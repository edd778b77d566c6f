//! Environment-style configuration for the realtime core.
//!
//! Every tunable has a default; only the shared-store address is
//! required, and only when the store mode is not explicitly `memory`.

use std::env;
use std::time::Duration;

use crate::error::ConfigError;

/// Where presence, tickets and the cross-process bus live.
#[derive(Debug, Clone, PartialEq, Eq)]
pub enum StoreConfig {
    /// Redis, shared by every server process behind the load balancer.
    Redis { url: String },
    /// In-process only. Presence and tickets work for a single process;
    /// cross-process fan-out degrades to local delivery.
    Memory,
}

#[derive(Debug, Clone)]
pub struct Config {
    pub store: StoreConfig,
    /// Max simultaneous connections per user.
    pub max_connections_per_user: usize,
    /// Max concurrently open (non-terminal) game rooms.
    pub max_open_game_rooms: usize,
    /// Outbound frame queue depth per connection.
    pub outbound_queue_size: usize,
    /// Server ping period. The read deadline is twice this.
    pub heartbeat_interval: Duration,
    /// Delay before a user with zero connections is declared offline.
    pub presence_grace: Duration,
    /// TTL on the mirrored last-seen key in the shared store.
    pub presence_ttl: Duration,
    /// How often the reaper sweeps stale presence entries.
    pub reaper_interval: Duration,
    /// Lifetime of an unconsumed connection ticket.
    pub ticket_ttl: Duration,
    /// How long a consumed ticket keeps validating for retried
    /// upgrade handshakes.
    pub consumed_marker_ttl: Duration,
    /// How long shutdown waits for connections to drain.
    pub drain_timeout: Duration,
    /// Age at which a still-pending game room is auto-cancelled.
    pub pending_room_max_age: Duration,
    /// How long a finished or cancelled game room stays queryable
    /// before it is evicted.
    pub finished_room_retention: Duration,
}

impl Config {
    /// Reads `UNDERTOW_*` environment variables, failing fast on a
    /// missing store address or unparseable value.
    pub fn from_env() -> Result<Self, ConfigError> {
        let store = match env::var("UNDERTOW_STORE").ok().as_deref() {
            Some("memory") => StoreConfig::Memory,
            _ => {
                let url = env::var("UNDERTOW_STORE_URL")
                    .map_err(|_| ConfigError::Missing("UNDERTOW_STORE_URL"))?;
                StoreConfig::Redis { url }
            }
        };

        Ok(Self {
            store,
            max_connections_per_user: env_usize("UNDERTOW_MAX_CONNECTIONS_PER_USER", 8)?,
            max_open_game_rooms: env_usize("UNDERTOW_MAX_OPEN_GAME_ROOMS", 256)?,
            outbound_queue_size: env_usize("UNDERTOW_OUTBOUND_QUEUE_SIZE", 256)?,
            heartbeat_interval: env_duration_secs("UNDERTOW_HEARTBEAT_INTERVAL_SECS", 30)?,
            presence_grace: env_duration_secs("UNDERTOW_PRESENCE_GRACE_SECS", 2)?,
            presence_ttl: env_duration_secs("UNDERTOW_PRESENCE_TTL_SECS", 25)?,
            reaper_interval: env_duration_secs("UNDERTOW_REAPER_INTERVAL_SECS", 3)?,
            ticket_ttl: env_duration_secs("UNDERTOW_TICKET_TTL_SECS", 30)?,
            consumed_marker_ttl: env_duration_secs("UNDERTOW_CONSUMED_MARKER_TTL_SECS", 10)?,
            drain_timeout: env_duration_secs("UNDERTOW_DRAIN_TIMEOUT_SECS", 10)?,
            pending_room_max_age: env_duration_secs("UNDERTOW_PENDING_ROOM_MAX_AGE_SECS", 600)?,
            finished_room_retention: env_duration_secs(
                "UNDERTOW_FINISHED_ROOM_RETENTION_SECS",
                300,
            )?,
        })
    }

    /// Read deadline on a connection: twice the heartbeat interval, so
    /// a single lost ping does not kill the socket.
    pub fn read_deadline(&self) -> Duration {
        self.heartbeat_interval * 2
    }

    /// Defaults with an in-memory store; used by tests and embedders.
    pub fn for_memory_store() -> Self {
        Self {
            store: StoreConfig::Memory,
            max_connections_per_user: 8,
            max_open_game_rooms: 256,
            outbound_queue_size: 256,
            heartbeat_interval: Duration::from_secs(30),
            presence_grace: Duration::from_secs(2),
            presence_ttl: Duration::from_secs(25),
            reaper_interval: Duration::from_secs(3),
            ticket_ttl: Duration::from_secs(30),
            consumed_marker_ttl: Duration::from_secs(10),
            drain_timeout: Duration::from_secs(10),
            pending_room_max_age: Duration::from_secs(600),
            finished_room_retention: Duration::from_secs(300),
        }
    }
}

fn env_usize(name: &'static str, default: usize) -> Result<usize, ConfigError> {
    match env::var(name) {
        Err(_) => Ok(default),
        Ok(raw) => raw
            .parse()
            .map_err(|_| ConfigError::Invalid { name, value: raw }),
    }
}

fn env_duration_secs(name: &'static str, default: u64) -> Result<Duration, ConfigError> {
    match env::var(name) {
        Err(_) => Ok(Duration::from_secs(default)),
        Ok(raw) => raw
            .parse()
            .map(Duration::from_secs)
            .map_err(|_| ConfigError::Invalid { name, value: raw }),
    }
}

Exercise goal: The output should be a character-exact copy of all entries.

Your solution:
repository edd778b77d566c6f
//! Environment-style configuration for the realtime core.
//!
//! Every tunable has a default; only the shared-store address is
//! required, and only when the store mode is not explicitly `memory`.

use std::env;
use std::time::Duration;

use crate::error::ConfigError;

/// Where presence, tickets and the cross-process bus live.
#[derive(Debug, Clone, PartialEq, Eq)]
pub enum StoreConfig {
    /// Redis, shared by every server process behind the load balancer.
    Redis { url: String },
    /// In-process only. Presence and tickets work for a single process;
    /// cross-process fan-out degrades to local delivery.
    Memory,
}

#[derive(Debug, Clone)]
pub struct Config {
    pub store: StoreConfig,
    /// Max simultaneous connections per user.
    pub max_connections_per_user: usize,
    /// Max concurrently open (non-terminal) game rooms.
    pub max_open_game_rooms: usize,
    /// Outbound frame queue depth per connection.
    pub outbound_queue_size: usize,
    /// Server ping period. The read deadline is twice this.
    pub heartbeat_interval: Duration,
    /// Delay before a user with zero connections is declared offline.
    pub presence_grace: Duration,
    /// TTL on the mirrored last-seen key in the shared store.
    pub presence_ttl: Duration,
    /// How often the reaper sweeps stale presence entries.
    pub reaper_interval: Duration,
    /// Lifetime of an unconsumed connection ticket.
    pub ticket_ttl: Duration,
    /// How long a consumed ticket keeps validating for retried
    /// upgrade handshakes.
    pub consumed_marker_ttl: Duration,
    /// How long shutdown waits for connections to drain.
    pub drain_timeout: Duration,
    /// Age at which a still-pending game room is auto-cancelled.
    pub pending_room_max_age: Duration,
    /// How long a finished or cancelled game room stays queryable
    /// before it is evicted.
    pub finished_room_retention: Duration,
}

impl Config {
    /// Reads `UNDERTOW_*` environment variables, failing fast on a
    /// missing store address or unparseable value.
    pub fn from_env() -> Result<Self, ConfigError> {
        let store = match env::var("UNDERTOW_STORE").ok().as_deref() {
            Some("memory") => StoreConfig::Memory,
            _ => {
                let url = env::var("UNDERTOW_STORE_URL")
                    .map_err(|_| ConfigError::Missing("UNDERTOW_STORE_URL"))?;
                StoreConfig::Redis { url }
            }
        };

        Ok(Self {
            store,
            max_connections_per_user: env_usize("UNDERTOW_MAX_CONNECTIONS_PER_USER", 8)?,
            max_open_game_rooms: env_usize("UNDERTOW_MAX_OPEN_GAME_ROOMS", 256)?,
            outbound_queue_size: env_usize("UNDERTOW_OUTBOUND_QUEUE_SIZE", 256)?,
            heartbeat_interval: env_duration_secs("UNDERTOW_HEARTBEAT_INTERVAL_SECS", 30)?,
            presence_grace: env_duration_secs("UNDERTOW_PRESENCE_GRACE_SECS", 2)?,
            presence_ttl: env_duration_secs("UNDERTOW_PRESENCE_TTL_SECS", 25)?,
            reaper_interval: env_duration_secs("UNDERTOW_REAPER_INTERVAL_SECS", 3)?,
            ticket_ttl: env_duration_secs("UNDERTOW_TICKET_TTL_SECS", 30)?,
            consumed_marker_ttl: env_duration_secs("UNDERTOW_CONSUMED_MARKER_TTL_SECS", 10)?,
            drain_timeout: env_duration_secs("UNDERTOW_DRAIN_TIMEOUT_SECS", 10)?,
            pending_room_max_age: env_duration_secs("UNDERTOW_PENDING_ROOM_MAX_AGE_SECS", 600)?,
            finished_room_retention: env_duration_secs(
                "UNDERTOW_FINISHED_ROOM_RETENTION_SECS",
                300,
            )?,
        })
    }

    /// Read deadline on a connection: twice the heartbeat interval, so
    /// a single lost ping does not kill the socket.
    pub fn read_deadline(&self) -> Duration {
        self.heartbeat_interval * 2
    }

    /// Defaults with an in-memory store; used by tests and embedders.
    pub fn for_memory_store() -> Self {
        Self {
            store: StoreConfig::Memory,
            max_connections_per_user: 8,
            max_open_game_rooms: 256,
            outbound_queue_size: 256,
            heartbeat_interval: Duration::from_secs(30),
            presence_grace: Duration::from_secs(2),
            presence_ttl: Duration::from_secs(25),
            reaper_interval: Duration::from_secs(3),
            ticket_ttl: Duration::from_secs(30),
            consumed_marker_ttl: Duration::from_secs(10),
            drain_timeout: Duration::from_secs(10),
            pending_room_max_age: Duration::from_secs(600),
            finished_room_retention: Duration::from_secs(300),
        }
    }
}

fn env_usize(name: &'static str, default: usize) -> Result<usize, ConfigError> {
    match env::var(name) {
        Err(_) => Ok(default),
        Ok(raw) => raw
            .parse()
            .map_err(|_| ConfigError::Invalid { name, value: raw }),
    }
}

fn env_duration_secs(name: &'static str, default: u64) -> Result<Duration, ConfigError> {
    match env::var(name) {
        Err(_) => Ok(Duration::from_secs(default)),
        Ok(raw) => raw
            .parse()
            .map(Duration::from_secs)
            .map_err(|_| ConfigError::Invalid { name, value: raw }),
    }
}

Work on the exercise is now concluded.